:: Your instructions ::
Lines where the string "process" appears are to be copied from the entries below.

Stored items

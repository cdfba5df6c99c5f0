//! Durable key-value storage backing the option store.

use anyhow::{anyhow, Context, Result};
use async_trait::async_trait;
use rusqlite::{params, Connection, OptionalExtension};
use serde_json::{Map, Value};
use std::path::Path;
use std::sync::{Arc, Mutex};
use tracing::{debug, warn};

/// Host persistence: a flat map from option name to a primitive value.
#[async_trait]
pub trait KeyValueStore: Send + Sync {
    /// Fetch the stored values for `keys`. Keys without a value are absent from the result.
    async fn get(&self, keys: &[&str]) -> Result<Map<String, Value>>;

    /// Write all `entries` in one step. Readers see either none or all of them.
    async fn set(&self, entries: Map<String, Value>) -> Result<()>;
}

/// SQLite-backed store. Values are kept as JSON text.
pub struct SqliteStore {
    conn: Mutex<Connection>,
}

impl SqliteStore {
    /// Open (or create) the database at `path`.
    pub fn open(path: &Path) -> Result<Self> {
        if let Some(parent) = path.parent() {
            std::fs::create_dir_all(parent)
                .with_context(|| format!("create storage directory: {}", parent.display()))?;
        }
        let conn = Connection::open(path)
            .with_context(|| format!("open option database: {}", path.display()))?;
        Self::with_connection(conn)
    }

    #[cfg(test)]
    pub fn open_in_memory() -> Result<Self> {
        Self::with_connection(Connection::open_in_memory()?)
    }

    fn with_connection(conn: Connection) -> Result<Self> {
        conn.execute_batch(
            "CREATE TABLE IF NOT EXISTS options (
                key   TEXT PRIMARY KEY,
                value TEXT NOT NULL
            );",
        )
        .context("create options table")?;

        Ok(Self {
            conn: Mutex::new(conn),
        })
    }
}

#[async_trait]
impl KeyValueStore for SqliteStore {
    async fn get(&self, keys: &[&str]) -> Result<Map<String, Value>> {
        let conn = self
            .conn
            .lock()
            .map_err(|_| anyhow!("option database lock poisoned"))?;
        let mut stmt = conn.prepare_cached("SELECT value FROM options WHERE key = ?1")?;

        let mut values = Map::new();
        for key in keys {
            let raw: Option<String> = stmt
                .query_row(params![key], |row| row.get(0))
                .optional()
                .with_context(|| format!("read option '{}'", key))?;

            let Some(raw) = raw else { continue };
            match serde_json::from_str::<Value>(&raw) {
                Ok(value) => {
                    values.insert(key.to_string(), value);
                }
                Err(e) => debug!(key = *key, error = %e, "ignoring undecodable stored value"),
            }
        }

        Ok(values)
    }

    async fn set(&self, entries: Map<String, Value>) -> Result<()> {
        let mut conn = self
            .conn
            .lock()
            .map_err(|_| anyhow!("option database lock poisoned"))?;
        let tx = conn.transaction()?;
        {
            let mut stmt = tx.prepare_cached(
                "INSERT INTO options (key, value) VALUES (?1, ?2)
                 ON CONFLICT(key) DO UPDATE SET value = excluded.value",
            )?;
            for (key, value) in &entries {
                stmt.execute(params![key, value.to_string()])
                    .with_context(|| format!("write option '{}'", key))?;
            }
        }
        tx.commit().context("commit option write")?;
        Ok(())
    }
}

/// Open the SQLite store at `path`.
///
/// When the database cannot be opened, options fall back to an in-process
/// store and last only for this run.
pub fn open_backend(path: &Path) -> Arc<dyn KeyValueStore> {
    match SqliteStore::open(path) {
        Ok(store) => Arc::new(store),
        Err(e) => {
            warn!(
                path = %path.display(),
                error = %format!("{:#}", e),
                "option storage unavailable, keeping options in memory"
            );
            Arc::new(MemoryStore::new())
        }
    }
}

/// In-process store, used when the database cannot be opened and in tests.
#[derive(Debug, Default)]
pub struct MemoryStore {
    values: Mutex<Map<String, Value>>,
}

impl MemoryStore {
    pub fn new() -> Self {
        Self::default()
    }

    /// Seed the store with raw values, valid or not.
    #[cfg(test)]
    pub fn with_entries(values: Map<String, Value>) -> Self {
        Self {
            values: Mutex::new(values),
        }
    }
}

#[async_trait]
impl KeyValueStore for MemoryStore {
    async fn get(&self, keys: &[&str]) -> Result<Map<String, Value>> {
        let values = self
            .values
            .lock()
            .map_err(|_| anyhow!("memory store lock poisoned"))?;
        Ok(keys
            .iter()
            .filter_map(|k| values.get(*k).map(|v| (k.to_string(), v.clone())))
            .collect())
    }

    async fn set(&self, entries: Map<String, Value>) -> Result<()> {
        let mut values = self
            .values
            .lock()
            .map_err(|_| anyhow!("memory store lock poisoned"))?;
        values.extend(entries);
        Ok(())
    }
}
//! Backend services.

pub mod clipboard;
pub mod context_menu;
pub mod dispatcher;
pub mod formatter;
pub mod option_store;
pub mod privacy;
pub mod storage;

pub use clipboard::{Clipboard, SystemClipboard};
pub use context_menu::{register_menus, MenuRegistry};
pub use dispatcher::{DispatchOutcome, Dispatcher, Trigger};
pub use option_store::OptionStore;
pub use storage::open_backend;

:: Output below ::
/// When the database cannot be opened, options fall back to an in-process
/// In-process store, used when the database cannot be opened and in tests.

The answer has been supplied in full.